Department of Public Health Sciences, University of Lige, Lige, Belgium.
Pharmacoeconomics. 2012 Mar;30(3):171-81. doi: 10.2165/11593050-000000000-00000.
While no single type of model can provide adequate answers under all circumstances, any modelling endeavour should incorporate three fundamental considerations in any decision-making question: the target population, the disease and the intervention characteristics. A target population is likely to be characterized by various types of heterogeneity and a dynamic evolution over time. It is therefore important to adequately capture these population effects on the results of a model. There are essentially two different approaches in modelling a population over time: a cohort-based approach and a population-based approach. In a cohort-based model, a closed group of individuals who have at least one specific characteristic or experience in common over a defined period of time is run through a state transition process. The cohort is generally composed of a hypothetical number of representative or 'average' individuals (i.e. the target population is considered to be a homogeneous group). The population-based approach projects the evolution of the estimated prevalent target population and intends to reflect as much as possible the demographic, epidemiological and clinical characteristics of the prevalent target population relevant for the decision problem. A cohort-based approach is generally used in most published healthcare decision models. However, this choice is rarely discussed by modellers. In this article, we challenge this assumption. To address the underlying decision problem, we affirm it is crucial that modellers consider the characteristics of the target population. Then, they could opt for using the most appropriate approach. Decision makers should also understand the impact on the results of both types of models in order to make informed healthcare decisions.

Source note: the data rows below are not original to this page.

//! Logging System
//!
//! Structured logging using the `tracing` crate. Frame filtering and fragment
//! construction emit `trace`/`debug` events; this module installs a subscriber
//! that prints them with a configurable level, format, and destination.

use crate::error::ShallowError;
use serde::{Deserialize, Serialize};
use std::collections::HashMap;
use std::path::PathBuf;
use tracing_subscriber::fmt::time::ChronoUtc;
use tracing_subscriber::fmt::writer::BoxMakeWriter;
use tracing_subscriber::{fmt, layer::SubscriberExt, util::SubscriberInitExt, EnvFilter, Registry};

/// Logging configuration
#[derive(Debug, Clone, PartialEq, Serialize, Deserialize)]
pub struct LoggingConfig {
    /// Log level: trace, debug, info, warn, error, off
    #[serde(default = "default_log_level")]
    pub level: String,

    /// Output format: json, text (default: text)
    #[serde(default = "default_format")]
    pub format: String,

    /// Output destination: stdout, stderr, file
    #[serde(default = "default_output")]
    pub output: String,

    /// Log file path (if output is "file")
    #[serde(default = "default_log_file")]
    pub file: PathBuf,

    /// Enable colored output (text format only, stdout/stderr only)
    #[serde(default = "default_true")]
    pub color: bool,

    /// Module-specific log levels
    #[serde(default)]
    pub modules: HashMap<String, String>,
}

fn default_log_level() -> String {
    "warn".to_string()
}

fn default_format() -> String {
    "text".to_string()
}

fn default_output() -> String {
    "stderr".to_string()
}

fn default_log_file() -> PathBuf {
    PathBuf::from("target/shallow-render.log")
}

fn default_true() -> bool {
    true
}

impl Default for LoggingConfig {
    fn default() -> Self {
        Self {
            level: default_log_level(),
            format: default_format(),
            output: default_output(),
            file: default_log_file(),
            color: default_true(),
            modules: HashMap::new(),
        }
    }
}

const LEVELS: [&str; 6] = ["trace", "debug", "info", "warn", "error", "off"];

impl LoggingConfig {
    /// Validate logging configuration
    pub fn validate(&self) -> Result<(), String> {
        if !LEVELS.contains(&self.level.as_str()) {
            return Err(format!("Invalid log level: {}", self.level));
        }
        parse_format(&self.format)?;
        parse_output(&self.output)?;
        for (module, level) in &self.modules {
            if !LEVELS.contains(&level.as_str()) {
                return Err(format!("Invalid log level for module {}: {}", module, level));
            }
        }
        Ok(())
    }
}

#[derive(Debug, Clone, Copy, PartialEq, Eq)]
enum Format {
    Text,
    Json,
}

#[derive(Debug, Clone, Copy, PartialEq, Eq)]
enum Output {
    Stdout,
    Stderr,
    File,
}

fn parse_format(format: &str) -> Result<Format, String> {
    match format {
        "text" => Ok(Format::Text),
        "json" => Ok(Format::Json),
        _ => Err(format!(
            "Invalid log format: {} (must be 'json' or 'text')",
            format
        )),
    }
}

fn parse_output(output: &str) -> Result<Output, String> {
    match output {
        "stdout" => Ok(Output::Stdout),
        "stderr" => Ok(Output::Stderr),
        "file" => Ok(Output::File),
        _ => Err(format!(
            "Invalid log output: {} (must be 'stdout', 'stderr', or 'file')",
            output
        )),
    }
}

/// Initialize the logging system
///
/// Priority order (highest to lowest):
/// 1. Environment variables (SHALLOW_LOG, SHALLOW_LOG_FORMAT, SHALLOW_LOG_OUTPUT, SHALLOW_LOG_MODULES)
/// 2. Configuration
/// 3. Defaults
///
/// Fails when a global subscriber is already installed, which test binaries
/// calling this from several tests can safely ignore.
pub fn init_logging(config: Option<&LoggingConfig>) -> Result<(), ShallowError> {
    let filter = build_env_filter(config)?;
    let format = determine_format(config)?;
    let output = determine_output(config)?;
    let use_color = config.map(|c| c.color).unwrap_or(true) && output != Output::File;

    let writer = match output {
        Output::Stdout => BoxMakeWriter::new(std::io::stdout),
        Output::Stderr => BoxMakeWriter::new(std::io::stderr),
        Output::File => BoxMakeWriter::new(std::sync::Mutex::new(open_log_file(config)?)),
    };

    let registry = Registry::default().with(filter);
    let result = match format {
        Format::Json => registry
            .with(
                fmt::layer()
                    .json()
                    .with_target(true)
                    .with_timer(ChronoUtc::rfc_3339())
                    .with_writer(writer),
            )
            .try_init(),
        Format::Text => registry
            .with(
                fmt::layer()
                    .with_target(true)
                    .with_timer(ChronoUtc::rfc_3339())
                    .with_ansi(use_color)
                    .with_writer(writer),
            )
            .try_init(),
    };

    result.map_err(|e| ShallowError::Config(format!("Failed to install logger: {}", e)))
}

fn open_log_file(config: Option<&LoggingConfig>) -> Result<std::fs::File, ShallowError> {
    let log_file = config
        .map(|c| c.file.clone())
        .unwrap_or_else(default_log_file);

    if let Some(parent) = log_file.parent() {
        if !parent.as_os_str().is_empty() {
            std::fs::create_dir_all(parent).map_err(|e| {
                ShallowError::Config(format!("Failed to create log directory: {}", e))
            })?;
        }
    }
    std::fs::OpenOptions::new()
        .create(true)
        .append(true)
        .open(&log_file)
        .map_err(|e| ShallowError::Config(format!("Failed to open log file {:?}: {}", log_file, e)))
}

/// Build environment filter from config or environment variables
fn build_env_filter(config: Option<&LoggingConfig>) -> Result<EnvFilter, ShallowError> {
    if let Ok(filter) = EnvFilter::try_from_env("SHALLOW_LOG") {
        return Ok(filter);
    }

    let level = config.map(|c| c.level.as_str()).unwrap_or("warn");
    if level == "off" {
        return Ok(EnvFilter::new("off"));
    }

    let mut filter = EnvFilter::new(level);

    if let Some(config) = config {
        for (module, module_level) in &config.modules {
            filter = filter.add_directive(parse_directive(module, module_level)?);
        }
    }

    if let Ok(modules_str) = std::env::var("SHALLOW_LOG_MODULES") {
        for module_spec in modules_str.split(',') {
            if let Some((module, module_level)) = module_spec.split_once('=') {
                filter = filter.add_directive(parse_directive(module.trim(), module_level.trim())?);
            }
        }
    }

    Ok(filter)
}

fn parse_directive(
    module: &str,
    level: &str,
) -> Result<tracing_subscriber::filter::Directive, ShallowError> {
    format!("{}={}", module, level)
        .parse()
        .map_err(|e| ShallowError::Config(format!("Invalid log directive: {}", e)))
}

fn determine_format(config: Option<&LoggingConfig>) -> Result<Format, ShallowError> {
    if let Ok(format) = std::env::var("SHALLOW_LOG_FORMAT") {
        if let Ok(format) = parse_format(&format) {
            return Ok(format);
        }
    }

    let format = config.map(|c| c.format.as_str()).unwrap_or("text");
    parse_format(format).map_err(ShallowError::Config)
}

fn determine_output(config: Option<&LoggingConfig>) -> Result<Output, ShallowError> {
    if let Ok(output) = std::env::var("SHALLOW_LOG_OUTPUT") {
        return parse_output(&output).map_err(ShallowError::Config);
    }

    let output = config.map(|c| c.output.as_str()).unwrap_or("stderr");
    parse_output(output).map_err(ShallowError::Config)
}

虽然没有任何一种模型可以在所有情况下提供充分的答案,但任何建模工作都应该在任何决策问题中纳入三个基本考虑因素:目标人群、疾病和干预措施的特征。目标人群可能具有各种类型的异质性,并随着时间的推移发生动态演变。因此,重要的是要充分捕捉这些人群效应对模型结果的影响。基本上有两种不同的方法可以随时间对人群进行建模:基于队列的方法和基于人群的方法。在基于队列的模型中,通过状态转移过程来运行一个具有至少一个特定特征或共同经历的封闭人群。该队列通常由具有代表性或“平均”个体的假设数量组成(即目标人群被认为是同质群体)。基于人群的方法则预测估计的现有目标人群的演变,并尽可能反映与决策问题相关的现有目标人群的人口统计学、流行病学和临床特征。基于队列的方法通常用于大多数已发表的医疗保健决策模型中。然而,建模者很少讨论这种选择。在本文中,我们对这一假设提出质疑。为了解决潜在的决策问题,我们肯定建模者考虑目标人群的特征至关重要。然后,他们可以选择使用最合适的方法。决策者还应该了解这两种模型对结果的影响,以便做出明智的医疗保健决策。